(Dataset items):
..............................
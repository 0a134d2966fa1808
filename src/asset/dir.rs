use std::io;
use std::path::{Component, Path, PathBuf};

use anyhow::{Context, Result};
use async_trait::async_trait;
use axum::body::{Body, Bytes};
use futures_util::{Stream, stream};
use log::debug;
use tokio::fs::File;
use tokio::io::AsyncReadExt;

use super::{Asset, AssetStore};

const CHUNK_SIZE: usize = 16 * 1024;

/// Serves assets from a local directory.
pub struct DirAssetStore {
    root: PathBuf,
}

impl DirAssetStore {
    pub fn new(root: impl Into<PathBuf>) -> Self {
        Self { root: root.into() }
    }

    /// Maps a request path onto the root. Paths that would leave the root
    /// (`..`, absolute components) resolve to nothing.
    fn resolve(&self, path: &str) -> Option<PathBuf> {
        let relative = Path::new(path.trim_start_matches('/'));
        if relative.as_os_str().is_empty()
            || relative
                .components()
                .any(|c| !matches!(c, Component::Normal(_)))
        {
            return None;
        }
        Some(self.root.join(relative))
    }
}

#[async_trait]
impl AssetStore for DirAssetStore {
    #[tracing::instrument(skip(self))]
    async fn fetch(&self, path: &str) -> Result<Asset> {
        let Some(file_path) = self.resolve(path) else {
            debug!("Rejected asset path {}", path);
            return Ok(Asset::not_found());
        };

        let file = match File::open(&file_path).await {
            Ok(file) => file,
            Err(e) if e.kind() == io::ErrorKind::NotFound => {
                debug!("Asset {:?} not found", file_path);
                return Ok(Asset::not_found());
            }
            Err(e) => {
                return Err(e).with_context(|| format!("Failed to open asset {:?}", file_path));
            }
        };

        let metadata = file
            .metadata()
            .await
            .with_context(|| format!("Failed to stat asset {:?}", file_path))?;
        if !metadata.is_file() {
            return Ok(Asset::not_found());
        }

        Ok(Asset::found(Body::from_stream(file_chunks(file))))
    }
}

/// Reads a file in fixed-size chunks without loading it whole.
fn file_chunks(file: File) -> impl Stream<Item = io::Result<Bytes>> + Send + 'static {
    stream::try_unfold(file, |mut file| async move {
        let mut buf = vec![0u8; CHUNK_SIZE];
        let n = file.read(&mut buf).await?;
        if n == 0 {
            return Ok(None);
        }
        buf.truncate(n);
        Ok::<_, io::Error>(Some((Bytes::from(buf), file)))
    })
}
..............................
(THE TASK):
An exact retyping of every line in the records is needed.

(RESULT OF THIS TASK):
repository 0a134d2966fa1808
filename src/asset/dir.rs
use std::io;
use std::path::{Component, Path, PathBuf};

use anyhow::{Context, Result};
use async_trait::async_trait;
use axum::body::{Body, Bytes};
use futures_util::{Stream, stream};
use log::debug;
use tokio::fs::File;
use tokio::io::AsyncReadExt;

use super::{Asset, AssetStore};

const CHUNK_SIZE: usize = 16 * 1024;

/// Serves assets from a local directory.
pub struct DirAssetStore {
    root: PathBuf,
}

impl DirAssetStore {
    pub fn new(root: impl Into<PathBuf>) -> Self {
        Self { root: root.into() }
    }

    /// Maps a request path onto the root. Paths that would leave the root
    /// (`..`, absolute components) resolve to nothing.
    fn resolve(&self, path: &str) -> Option<PathBuf> {
        let relative = Path::new(path.trim_start_matches('/'));
        if relative.as_os_str().is_empty()
            || relative
                .components()
                .any(|c| !matches!(c, Component::Normal(_)))
        {
            return None;
        }
        Some(self.root.join(relative))
    }
}

#[async_trait]
impl AssetStore for DirAssetStore {
    #[tracing::instrument(skip(self))]
    async fn fetch(&self, path: &str) -> Result<Asset> {
        let Some(file_path) = self.resolve(path) else {
            debug!("Rejected asset path {}", path);
            return Ok(Asset::not_found());
        };

        let file = match File::open(&file_path).await {
            Ok(file) => file,
            Err(e) if e.kind() == io::ErrorKind::NotFound => {
                debug!("Asset {:?} not found", file_path);
                return Ok(Asset::not_found());
            }
            Err(e) => {
                return Err(e).with_context(|| format!("Failed to open asset {:?}", file_path));
            }
        };

        let metadata = file
            .metadata()
            .await
            .with_context(|| format!("Failed to stat asset {:?}", file_path))?;
        if !metadata.is_file() {
            return Ok(Asset::not_found());
        }

        Ok(Asset::found(Body::from_stream(file_chunks(file))))
    }
}

/// Reads a file in fixed-size chunks without loading it whole.
fn file_chunks(file: File) -> impl Stream<Item = io::Result<Bytes>> + Send + 'static {
    stream::try_unfold(file, |mut file| async move {
        let mut buf = vec![0u8; CHUNK_SIZE];
        let n = file.read(&mut buf).await?;
        if n == 0 {
            return Ok(None);
        }
        buf.truncate(n);
        Ok::<_, io::Error>(Some((Bytes::from(buf), file)))
    })
}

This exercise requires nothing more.